[Tanny]

How to find the pH of 32 mL of 0.1 M of NaOH added to 100mL of 0.05 of NaHCO3
Steps please!!!
OH-    +    HCO3 - --->    CO2    - +H2O

2.4x 10^-2      3.78 x 10^-2                   0

 -x        -x                   +x

 4.68 x 10^-11 = [2.4x 10^-2-x][3.78 x 10^-2-x]/

x = 2.06 x 10^-7

There are no H3O+ or OH -, how do I find the pH???

[Rutherford]

A NaHCO3 and Na2CO3 buffer is made. Use the Henderson-Hasselbach equation to calculate the pH.

[Tanny]

OH-    +    HCO3 - --->    CO2    - +H2O

pH = pKa + log (base/acid)


What is the base? Is it just the OH or multiplied the HCO3? Since HCO3 produces a conjugate CO2- acid, is that a base too??

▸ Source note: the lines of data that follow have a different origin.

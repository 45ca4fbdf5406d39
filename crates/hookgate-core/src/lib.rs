//! # hookgate-core
//!
//! Core types for the Hookgate hook orchestration engine.
//!
//! Hookgate sits between an AI coding-agent host and a set of policy hooks.
//! The host emits lifecycle events; hooks inspect, block, rewrite or react to
//! them in a deterministic order.
//!
//! This crate holds the pieces every other crate leans on:
//!
//! - the unified error type and fail-open helpers
//! - the config normalizer (untyped JSON in, fully defaulted config out)
//! - the versioned event/message contract exchanged with the host
//! - the best-effort JSONL audit stream

pub mod audit;
pub mod config;
mod error;
pub mod fail_open;
mod types;

pub use audit::{AuditEntry, AuditLog, AuditStage};
pub use config::{normalize, GatewayConfig};
pub use error::{HookgateError, Result};
pub use types::*;
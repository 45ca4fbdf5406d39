//! Hook registry resolution
//!
//! Turns the constructed hooks plus the config's `order` and `disabled`
//! lists into the one dispatch order used for the life of the process.
//! Pure: no I/O, no reliance on hash iteration order.

use std::collections::{BTreeSet, HashMap};
use std::sync::Arc;

use crate::hooks::Hook;

/// Resolve the active, ordered hook list
///
/// 1. Hooks named in `disabled` are dropped.
/// 2. Hooks named in `order` come first, by their first position there.
/// 3. Everything else follows by ascending priority, ties by id.
pub fn resolve(
    hooks: &[Arc<dyn Hook>],
    order: &[String],
    disabled: &BTreeSet<String>,
) -> Vec<Arc<dyn Hook>> {
    let mut positions: HashMap<&str, usize> = HashMap::new();
    for (idx, id) in order.iter().enumerate() {
        positions.entry(id.as_str()).or_insert(idx);
    }

    let (mut listed, mut unlisted): (Vec<_>, Vec<_>) = hooks
        .iter()
        .filter(|hook| !disabled.contains(hook.id()))
        .cloned()
        .partition(|hook| positions.contains_key(hook.id()));

    listed.sort_by(|a, b| {
        positions[a.id()]
            .cmp(&positions[b.id()])
            .then_with(|| a.id().cmp(b.id()))
    });
    unlisted.sort_by(|a, b| {
        a.priority()
            .cmp(&b.priority())
            .then_with(|| a.id().cmp(b.id()))
    });

    listed.extend(unlisted);
    listed
}

/// Ids of a resolved order, for logging and the CLI
pub fn resolved_ids(hooks: &[Arc<dyn Hook>]) -> Vec<String> {
    hooks.iter().map(|hook| hook.id().to_string()).collect()
}

#[cfg(test)]
mod tests {
    use super::*;
    use crate::hooks::{FailurePolicy, HookEvent};
    use async_trait::async_trait;
    use hookgate_core::Result;

    struct Named {
        id: String,
        priority: i32,
    }

    #[async_trait]
    impl Hook for Named {
        fn id(&self) -> &str {
            &self.id
        }

        fn priority(&self) -> i32 {
            self.priority
        }

        fn failure_policy(&self) -> FailurePolicy {
            FailurePolicy::FailOpen
        }

        async fn handle(&self, _event: &mut HookEvent<'_>) -> Result<()> {
            Ok(())
        }
    }

    fn hook(id: &str, priority: i32) -> Arc<dyn Hook> {
        Arc::new(Named {
            id: id.to_string(),
            priority,
        })
    }

    fn strings(items: &[&str]) -> Vec<String> {
        items.iter().map(|s| s.to_string()).collect()
    }

    fn sample_hooks() -> Vec<Arc<dyn Hook>> {
        vec![
            hook("process-pressure-monitor", 60),
            hook("autopilot", 20),
            hook("zeta", 50),
            hook("alpha", 50),
            hook("stop-continuation-guard", 10),
        ]
    }

    #[test]
    fn test_priority_then_id_without_order() {
        let resolved = resolve(&sample_hooks(), &[], &BTreeSet::new());
        assert_eq!(
            resolved_ids(&resolved),
            strings(&[
                "stop-continuation-guard",
                "autopilot",
                "alpha",
                "zeta",
                "process-pressure-monitor",
            ])
        );
    }

    #[test]
    fn test_order_list_wins_over_priority() {
        let order = strings(&["process-pressure-monitor", "zeta", "not-a-hook"]);
        let resolved = resolve(&sample_hooks(), &order, &BTreeSet::new());
        assert_eq!(
            resolved_ids(&resolved),
            strings(&[
                "process-pressure-monitor",
                "zeta",
                "stop-continuation-guard",
                "autopilot",
                "alpha",
            ])
        );
    }

    #[test]
    fn test_disabled_hooks_are_dropped_even_if_ordered() {
        let order = strings(&["autopilot"]);
        let disabled: BTreeSet<String> = strings(&["autopilot", "zeta"]).into_iter().collect();
        let resolved = resolve(&sample_hooks(), &order, &disabled);
        assert_eq!(
            resolved_ids(&resolved),
            strings(&[
                "stop-continuation-guard",
                "alpha",
                "process-pressure-monitor",
            ])
        );
    }

    #[test]
    fn test_duplicate_order_entries_use_first_position() {
        let order = strings(&["alpha", "zeta", "alpha"]);
        let resolved = resolve(&sample_hooks(), &order, &BTreeSet::new());
        assert_eq!(
            resolved_ids(&resolved)[..2],
            strings(&["alpha", "zeta"])[..]
        );
    }

    #[test]
    fn test_resolution_is_pure() {
        let hooks = sample_hooks();
        let order = strings(&["zeta"]);
        let disabled: BTreeSet<String> = strings(&["alpha"]).into_iter().collect();

        let first = resolved_ids(&resolve(&hooks, &order, &disabled));
        let second = resolved_ids(&resolve(&hooks, &order, &disabled));
        assert_eq!(first, second);

        // Input order does not leak into the result
        let mut reversed = hooks.clone();
        reversed.reverse();
        let third = resolved_ids(&resolve(&reversed, &order, &disabled));
        assert_eq!(first, third);
    }

    #[test]
    fn test_empty_input() {
        assert!(resolve(&[], &strings(&["a"]), &BTreeSet::new()).is_empty());
    }
}
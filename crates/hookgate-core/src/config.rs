//! Configuration normalization for Hookgate
//!
//! The host hands us configuration as an untyped JSON document. [`normalize`]
//! runs it through a single defaulting pass and returns a fully typed
//! [`GatewayConfig`]. Validation is per leaf: a malformed field falls back to
//! its own default and never invalidates its siblings.
//!
//! Hooks only ever see the typed config; nothing downstream reads raw keys.

use serde::{Deserialize, Serialize};
use serde_json::{Map, Value};
use std::collections::BTreeSet;
use std::fmt;
use std::str::FromStr;

/// How the autopilot loop recognises that the agent is done
#[derive(Debug, Clone, Copy, Default, PartialEq, Eq, Hash, Serialize, Deserialize)]
#[serde(rename_all = "lowercase")]
pub enum CompletionMode {
    /// `<promise>TOKEN</promise>` in the latest assistant text
    #[default]
    Promise,
    /// `<objective-complete>true</objective-complete>` in the latest assistant text
    Objective,
}

impl fmt::Display for CompletionMode {
    fn fmt(&self, f: &mut fmt::Formatter<'_>) -> fmt::Result {
        match self {
            Self::Promise => write!(f, "promise"),
            Self::Objective => write!(f, "objective"),
        }
    }
}

impl FromStr for CompletionMode {
    type Err = String;

    fn from_str(s: &str) -> Result<Self, Self::Err> {
        match s.trim().to_lowercase().as_str() {
            "promise" => Ok(Self::Promise),
            "objective" => Ok(Self::Objective),
            _ => Err(format!("Invalid completion mode: {}", s)),
        }
    }
}

/// Fully defaulted gateway configuration
#[derive(Debug, Clone, PartialEq, Serialize)]
#[serde(rename_all = "camelCase")]
pub struct GatewayConfig {
    /// Global switch; when false no hook runs
    pub enabled: bool,
    /// Hook ids that are never dispatched
    pub disabled: BTreeSet<String>,
    /// Explicit dispatch order; unlisted hooks follow by priority
    pub order: Vec<String>,
    pub audit: AuditConfig,
    pub stop_continuation_guard: StopGuardConfig,
    pub autopilot: AutopilotConfig,
    pub process_pressure: ProcessPressureConfig,
    pub context_window_monitor: ContextWindowConfig,
    pub preemptive_compaction: CompactionConfig,
}

/// JSONL audit stream settings
#[derive(Debug, Clone, PartialEq, Serialize)]
#[serde(rename_all = "camelCase")]
pub struct AuditConfig {
    pub enabled: bool,
    /// Relative paths resolve against the project directory
    pub path: String,
}

/// Stop-continuation guard settings
#[derive(Debug, Clone, PartialEq, Serialize)]
#[serde(rename_all = "camelCase")]
pub struct StopGuardConfig {
    pub enabled: bool,
    /// Canonical stop command names (without the leading slash)
    pub command_names: Vec<String>,
    /// Older names still honoured for compatibility
    pub legacy_command_names: Vec<String>,
    /// Tool names through which the host routes slash commands
    pub slash_command_tools: Vec<String>,
}

/// Autopilot continuation loop settings
#[derive(Debug, Clone, PartialEq, Serialize)]
#[serde(rename_all = "camelCase")]
pub struct AutopilotConfig {
    pub enabled: bool,
    /// Loop state file, relative to the project directory
    pub state_file: String,
    /// Cap used by the start command when none is given; 0 means unbounded
    pub default_max_iterations: u64,
    pub default_completion_mode: CompletionMode,
    pub default_completion_promise: String,
    /// Completion signals tolerated while work is still open before stopping
    pub max_ignored_completion_cycles: u64,
    pub notify_on_stop: bool,
}

/// Global process-pressure monitor settings
#[derive(Debug, Clone, PartialEq, Serialize)]
#[serde(rename_all = "camelCase")]
pub struct ProcessPressureConfig {
    pub enabled: bool,
    pub sample_cooldown_tool_calls: u64,
    pub warning_max_rss_mb: u64,
    pub critical_max_rss_mb: u64,
    pub warning_opencode_processes: u64,
    pub reminder_cooldown_tool_calls: u64,
    pub critical_reminder_cooldown_tool_calls: u64,
    pub critical_escalation_window_tool_calls: u64,
    pub critical_pause_after_events: u64,
    pub critical_escalation_after_events: u64,
    pub auto_pause: bool,
    pub max_session_state_entries: u64,
    pub sampler_timeout_ms: u64,
    /// Case-insensitive substrings identifying host agent processes
    pub process_patterns: Vec<String>,
}

/// Context-window reminder settings
#[derive(Debug, Clone, PartialEq, Serialize)]
#[serde(rename_all = "camelCase")]
pub struct ContextWindowConfig {
    pub enabled: bool,
    pub warning_threshold: f64,
    pub default_context_limit_tokens: u64,
    pub reminder_cooldown_tool_calls: u64,
    pub min_token_delta_for_reminder: u64,
    pub max_session_state_entries: u64,
}

/// Preemptive compaction settings
#[derive(Debug, Clone, PartialEq, Serialize)]
#[serde(rename_all = "camelCase")]
pub struct CompactionConfig {
    pub enabled: bool,
    pub warning_threshold: f64,
    pub default_context_limit_tokens: u64,
    pub compaction_cooldown_tool_calls: u64,
    pub max_session_state_entries: u64,
}

// Default value providers
fn default_command_names() -> Vec<String> {
    vec!["autopilot-stop".to_string(), "stop-continuation".to_string()]
}

fn default_legacy_command_names() -> Vec<String> {
    vec![
        "ralph-stop".to_string(),
        "cancel-ralph".to_string(),
        "autopilot-pause".to_string(),
    ]
}

fn default_slash_command_tools() -> Vec<String> {
    vec!["slashcommand".to_string()]
}

fn default_process_patterns() -> Vec<String> {
    vec!["opencode".to_string()]
}

impl Default for GatewayConfig {
    fn default() -> Self {
        Self {
            enabled: true,
            disabled: BTreeSet::new(),
            order: Vec::new(),
            audit: AuditConfig::default(),
            stop_continuation_guard: StopGuardConfig::default(),
            autopilot: AutopilotConfig::default(),
            process_pressure: ProcessPressureConfig::default(),
            context_window_monitor: ContextWindowConfig::default(),
            preemptive_compaction: CompactionConfig::default(),
        }
    }
}

impl Default for AuditConfig {
    fn default() -> Self {
        Self {
            enabled: false,
            path: ".hookgate/audit.jsonl".to_string(),
        }
    }
}

impl Default for StopGuardConfig {
    fn default() -> Self {
        Self {
            enabled: true,
            command_names: default_command_names(),
            legacy_command_names: default_legacy_command_names(),
            slash_command_tools: default_slash_command_tools(),
        }
    }
}

impl Default for AutopilotConfig {
    fn default() -> Self {
        Self {
            enabled: true,
            state_file: ".hookgate/autopilot-state.json".to_string(),
            default_max_iterations: 25,
            default_completion_mode: CompletionMode::Promise,
            default_completion_promise: "DONE".to_string(),
            max_ignored_completion_cycles: 1,
            notify_on_stop: true,
        }
    }
}
//! Integration tests for the autopilot loop driven through the gateway.
//!
//! These tests exercise the full request/response path: config
//! normalization, hook construction, resolved dispatch order, the persisted
//! loop state and the effects reported back to the host.

use async_trait::async_trait;
use hookgate_core::{
    normalize, Channel, GatewayRequest, GatewayResponse, HostContext, HostEffect, NoticeLevel,
    Result, SessionMessage, SessionSnapshot, Todo,
};
use hookgate_engine::{
    loop_state_store, AutopilotLoopState, Gateway, ProcessPressureSample, ProcessSampler,
};
use serde_json::{json, Value};
use std::sync::Arc;
use tempfile::TempDir;

struct FixedSampler(ProcessPressureSample);

#[async_trait]
impl ProcessSampler for FixedSampler {
    async fn sample(&self) -> Result<ProcessPressureSample> {
        Ok(self.0)
    }
}

fn quiet() -> Arc<FixedSampler> {
    Arc::new(FixedSampler(ProcessPressureSample::default()))
}

fn context(session: &str, assistant_text: &str, todos: Vec<Todo>) -> HostContext {
    let mut context = HostContext::default();
    context.sessions.insert(
        session.to_string(),
        SessionSnapshot {
            messages: vec![
                SessionMessage::new("user", "please finish the refactor"),
                SessionMessage::new("assistant", assistant_text),
            ],
            todos,
        },
    );
    context
}

fn idle(session: &str, assistant_text: &str) -> GatewayRequest {
    let mut request = GatewayRequest::new(
        Channel::Event,
        json!({ "type": "session.idle", "properties": { "sessionID": session } }),
        Value::Null,
    );
    request.context = context(session, assistant_text, Vec::new());
    request
}

fn prompts(response: &GatewayResponse) -> Vec<String> {
    response
        .effects
        .iter()
        .filter_map(|effect| match effect {
            HostEffect::SendPrompt { text, .. } => Some(text.clone()),
            _ => None,
        })
        .collect()
}

async fn start_loop(dir: &TempDir, max_iterations: u64) {
    let config = normalize(&json!({}));
    let state = AutopilotLoopState::new(
        "ses_1",
        "Finish the parser refactor",
        max_iterations,
        config.autopilot.default_completion_mode,
        "DONE",
    );
    loop_state_store(&config, dir.path())
        .save(&state)
        .await
        .unwrap();
}

async fn stored_iteration(dir: &TempDir) -> Option<u64> {
    loop_state_store(&normalize(&json!({})), dir.path())
        .load()
        .await
        .unwrap()
        .map(|state| state.iteration)
}

#[tokio::test]
async fn test_loop_runs_to_its_cap() {
    let dir = TempDir::new().unwrap();
    let gateway = Gateway::with_sampler(&normalize(&json!({})), dir.path(), quiet());
    start_loop(&dir, 2).await;

    // First idle: no completion, iteration 1 -> 2, continuation injected
    let first = gateway.handle(idle("ses_1", "Parsed half the grammar.")).await;
    assert!(first.ok);
    let sent = prompts(&first);
    assert_eq!(sent.len(), 1);
    assert!(sent[0].contains("ITERATION 2/2"));
    assert!(sent[0].contains("Finish the parser refactor"));
    assert_eq!(stored_iteration(&dir).await, Some(2));

    // Second idle: cap reached, state deleted, operator notified
    let second = gateway.handle(idle("ses_1", "Still going.")).await;
    assert!(second.ok);
    assert!(prompts(&second).is_empty());
    assert!(second.effects.iter().any(|effect| matches!(
        effect,
        HostEffect::Notify { notice }
            if notice.level == NoticeLevel::Warning
                && notice.message.contains("Max iterations reached")
    )));
    assert_eq!(stored_iteration(&dir).await, None);

    // Third idle: nothing left to drive
    let third = gateway.handle(idle("ses_1", "Hello?")).await;
    assert!(third.ok);
    assert!(third.effects.is_empty());
}

#[tokio::test]
async fn test_completion_ends_loop() {
    let dir = TempDir::new().unwrap();
    let gateway = Gateway::with_sampler(&normalize(&json!({})), dir.path(), quiet());
    start_loop(&dir, 10).await;

    let response = gateway
        .handle(idle("ses_1", "All tests pass.\n<promise>done</promise>"))
        .await;

    assert!(prompts(&response).is_empty());
    assert_eq!(stored_iteration(&dir).await, None);
}

#[tokio::test]
async fn test_stop_wins_over_idle_continuation() {
    let dir = TempDir::new().unwrap();
    let gateway = Gateway::with_sampler(&normalize(&json!({})), dir.path(), quiet());
    start_loop(&dir, 10).await;

    let stop = GatewayRequest::new(
        Channel::CommandBefore,
        json!({ "command": "autopilot-stop", "sessionID": "ses_1", "arguments": "" }),
        json!({ "parts": [] }),
    );
    let response = gateway.handle(stop).await;
    assert!(response.ok);
    assert!(gateway.stop_guard().is_stopped("ses_1"));

    let response = gateway.handle(idle("ses_1", "keep going")).await;
    assert!(prompts(&response).is_empty());
    assert_eq!(stored_iteration(&dir).await, None);
}

#[tokio::test]
async fn test_auto_pause_blocks_continuation_until_next_message() {
    let dir = TempDir::new().unwrap();
    let config = normalize(&json!({
        "processPressure": {
            "sampleCooldownToolCalls": 1,
            "criticalPauseAfterEvents": 1
        }
    }));
    let critical = ProcessPressureSample {
        total_rss_mb: config.process_pressure.critical_max_rss_mb + 1,
        process_count: 3,
    };
    let gateway = Gateway::with_sampler(&config, dir.path(), Arc::new(FixedSampler(critical)));
    start_loop(&dir, 10).await;

    let tool_after = GatewayRequest::new(
        Channel::ToolAfter,
        json!({ "tool": "bash", "sessionID": "ses_1", "callID": "c1" }),
        json!({ "title": "bash", "output": "done", "metadata": {} }),
    );
    let response = gateway.handle(tool_after).await;
    assert!(response.ok);
    let output = response.output["output"].as_str().unwrap();
    assert!(output.contains("[PROCESS PRESSURE CRITICAL]"));
    assert!(gateway.stop_guard().is_stopped("ses_1"));

    // Paused: idle does not inject, but the loop survives
    let response = gateway.handle(idle("ses_1", "working")).await;
    assert!(prompts(&response).is_empty());
    assert_eq!(stored_iteration(&dir).await, Some(1));

    // Operator speaks up: latch cleared, loop resumes
    let chat = GatewayRequest::new(
        Channel::ChatMessage,
        json!({ "sessionID": "ses_1" }),
        json!({ "parts": [{ "type": "text", "text": "memory is fine now, continue" }] }),
    );
    assert!(gateway.handle(chat).await.ok);
    assert!(!gateway.stop_guard().is_stopped("ses_1"));

    let response = gateway.handle(idle("ses_1", "working")).await;
    assert_eq!(prompts(&response).len(), 1);
    assert_eq!(stored_iteration(&dir).await, Some(2));
}

#[tokio::test]
async fn test_config_order_and_disabled_shape_dispatch() {
    let dir = TempDir::new().unwrap();
    let config = normalize(&json!({
        "order": ["context-window-monitor", "autopilot"],
        "disabled": ["preemptive-compaction"]
    }));
    let gateway = Gateway::with_sampler(&config, dir.path(), quiet());

    assert_eq!(
        gateway.hook_ids(),
        vec![
            "context-window-monitor",
            "autopilot",
            "stop-continuation-guard",
            "process-pressure-monitor",
        ]
    );
}

#[tokio::test]
async fn test_session_deleted_cleans_up_loop() {
    let dir = TempDir::new().unwrap();
    let gateway = Gateway::with_sampler(&normalize(&json!({})), dir.path(), quiet());
    start_loop(&dir, 10).await;

    let deleted = GatewayRequest::new(
        Channel::Event,
        json!({ "type": "session.deleted", "properties": { "info": { "id": "ses_1" } } }),
        Value::Null,
    );
    assert!(gateway.handle(deleted).await.ok);
    assert_eq!(stored_iteration(&dir).await, None);
}
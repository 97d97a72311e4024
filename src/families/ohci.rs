//! OHCI queue family: Endpoint Descriptors and General Transfer Descriptors,
//! spec.md §4.4.
//!
//! Layout and condition-code table grounded in `examples/
//! felipestenzel-stenzel_os/stenzel-os-x86-ultra/kernel/src/drivers/usb/
//! ohci.rs`'s `EndpointDescriptor`/`TransferDescriptor`/`TD_CC_*` constants.

extern crate alloc;

use crate::dma::SgTable;
use crate::pool::{DescriptorPool, Handle, PoolElement, SchedulerObject, NO_INDEX};
use crate::scheduler::{Direction, ElementRef};
use crate::transfer::{ProcessEvent, ProcessReason, ScanContext};
use crate::util::{Error, Result};

use super::QueueFamily;

const ED_K: u32 = 1 << 14;

const TD_CC_NOERROR: u32 = 0;
const TD_CC_CRC: u32 = 1;
const TD_CC_BITSTUFFING: u32 = 2;
const TD_CC_DATATOGGLEMISMATCH: u32 = 3;
const TD_CC_STALL: u32 = 4;
const TD_CC_DEVICENOTRESPONDING: u32 = 5;
const TD_CC_PIDCHECKFAILURE: u32 = 6;
const TD_CC_UNEXPECTEDPID: u32 = 7;
const TD_CC_DATAOVERRUN: u32 = 8;
const TD_CC_DATAUNDERRUN: u32 = 9;
const TD_CC_BUFFEROVERRUN: u32 = 12;
const TD_CC_BUFFERUNDERRUN: u32 = 13;
const TD_CC_NOTACCESSED: u32 = 14;

const TD_DP_SETUP: u32 = 0 << 19;
const TD_DP_OUT: u32 = 1 << 19;
const TD_DP_IN: u32 = 2 << 19;
const TD_DI_MASK: u32 = 7 << 21;
/// Delay Interrupt of 0: interrupt on the next frame after completion, the
/// OHCI analog of UHCI/EHCI's IOC bit. `7` (`TD_DI_NONE`) suppresses the
/// interrupt entirely.
const TD_DI_IMMEDIATE: u32 = 0 << 21;
const TD_DI_NONE: u32 = 7 << 21;
const TD_T_DATA0: u32 = 2 << 24;
const TD_T_DATA1: u32 = 3 << 24;
const TD_T_TOGGLE_BIT: u32 = 1 << 24;

/// OHCI Endpoint Descriptor, breadth-chain anchor for a device endpoint.
#[repr(C, align(16))]
pub struct Ed {
    pub control: u32,
    pub tail_td: u32,
    pub head_td: u32,
    pub next_ed: u32,
    pub object: SchedulerObject,
}

impl Ed {
    pub fn is_halted(&self) -> bool {
        self.head_td & 1 != 0
    }

    pub fn clear_halt(&mut self) {
        self.head_td &= !1;
    }

    pub fn disable(&mut self) {
        self.control |= ED_K;
    }

    pub fn enable(&mut self) {
        self.control &= !ED_K;
    }
}

impl PoolElement for Ed {
    fn scheduler_object(&self) -> &SchedulerObject {
        &self.object
    }
    fn scheduler_object_mut(&mut self) -> &mut SchedulerObject {
        &mut self.object
    }
    fn reset(&mut self) {
        self.control = ED_K;
        self.tail_td = 0;
        self.head_td = 0;
        self.next_ed = 0;
        self.object = SchedulerObject::new();
    }
}

/// OHCI General Transfer Descriptor, 16 bytes of hardware state plus shadow
/// tail. `requested_len` is software-only: OHCI retires a completed TD by
/// zeroing `cbp`, and a short TD leaves `be - cbp + 1` holding bytes moved
/// rather than bytes requested, so the original request has to be kept
/// alongside to tell a full completion from a short one.
#[repr(C, align(16))]
pub struct Td {
    pub control: u32,
    pub cbp: u32,
    pub next_td: u32,
    pub be: u32,
    pub object: SchedulerObject,
    pub requested_len: u16,
}

impl Td {
    pub fn condition_code(&self) -> u32 {
        (self.control >> 28) & 0xF
    }

    /// Translate a condition code into the common error taxonomy, following
    /// the ordering the original checks bits in (stall/toggle before the
    /// generic over/underrun codes).
    pub fn error(&self) -> Option<Error> {
        match self.condition_code() {
            TD_CC_NOERROR => None,
            TD_CC_STALL => Some(Error::Stall),
            TD_CC_DATATOGGLEMISMATCH => Some(Error::InvalidToggles),
            TD_CC_DEVICENOTRESPONDING | TD_CC_CRC | TD_CC_BITSTUFFING => Some(Error::NoResponse),
            TD_CC_PIDCHECKFAILURE | TD_CC_UNEXPECTEDPID => Some(Error::Invalid),
            TD_CC_DATAOVERRUN | TD_CC_BUFFEROVERRUN => Some(Error::Babble),
            TD_CC_DATAUNDERRUN | TD_CC_BUFFERUNDERRUN => Some(Error::BufferError),
            TD_CC_NOTACCESSED => Some(Error::Invalid),
            _ => Some(Error::Unknown),
        }
    }

    /// Bytes actually moved: the whole `requested` length once hardware
    /// retires `cbp` to zero on full completion, or `cbp - start` if the
    /// controller stopped partway through (`start` recovered from `be` and
    /// `requested` since the TD doesn't keep its own start pointer). `cbp`
    /// counts up from the buffer start as bytes move, unlike UHCI/EHCI's
    /// countdown-to-zero remaining-length fields.
    pub fn actual_length(&self, requested: u32) -> u32 {
        if self.cbp == 0 || requested == 0 {
            requested
        } else {
            let start = self.be.wrapping_sub(requested).wrapping_add(1);
            self.cbp.wrapping_sub(start)
        }
    }

    /// The data toggle this TD carried (`T_DATA1` vs `T_DATA0`, bits 24-25
    /// of `control`), set at build time and echoed back unchanged by
    /// hardware on completion.
    pub fn toggle(&self) -> bool {
        self.control & TD_T_TOGGLE_BIT != 0
    }

    /// Fill a general TD for `dp` (SETUP/OUT/IN) covering `len` bytes at
    /// `phys`, matching the teacher's `setup_in`/`setup_out`/`setup_setup`
    /// shape but taking the toggle and buffer as parameters so one helper
    /// serves every stage.
    pub fn fill(&mut self, dp: u32, toggle: bool, phys: u64, len: u32) {
        let t = if toggle { TD_T_DATA1 } else { TD_T_DATA0 };
        self.control = dp | t | TD_DI_NONE | (TD_CC_NOTACCESSED << 28);
        if len > 0 {
            self.cbp = phys as u32;
            self.be = (phys + len as u64 - 1) as u32;
        } else {
            self.cbp = 0;
            self.be = 0;
        }
        self.next_td = 0;
        self.requested_len = len as u16;
    }
}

I made a mistake up there. The x is x = 5.95 x 10 ^-3.
Is the equation 10.329 + log ([OH-][HCO3]-/[CO2]-)? or 10.329 + log ([OH-]/[CO2]-)??
I also need help finding the buffer capacity. I never learned it but I need to do it.
I have an one hour limit.

[Rutherford]

NaHCO3+NaOH-->Na2CO3+H2O
Calculate the concentration of the produced Na2CO3 and the concentration of the NaHCO3 that left in the solution. Na2CO3 will ionize to 2Na⁺ and CO3^2-, and NaHCO₃ will ionize to Na⁺ and HCO3^-. HCO3^- is the acid because it is a proton donor (it can donate a H⁺ ion) and CO3^- is the base because it can only accept a proton (H⁺). pKa you can calculate from the Ka (pKa=-logKa).

[Tanny]

What about the OH on NaOH? Is that ignored? I already found their respective concentrations?

[Rutherford]

NaOH reacts completely with NaHCO3 to form Na2CO3.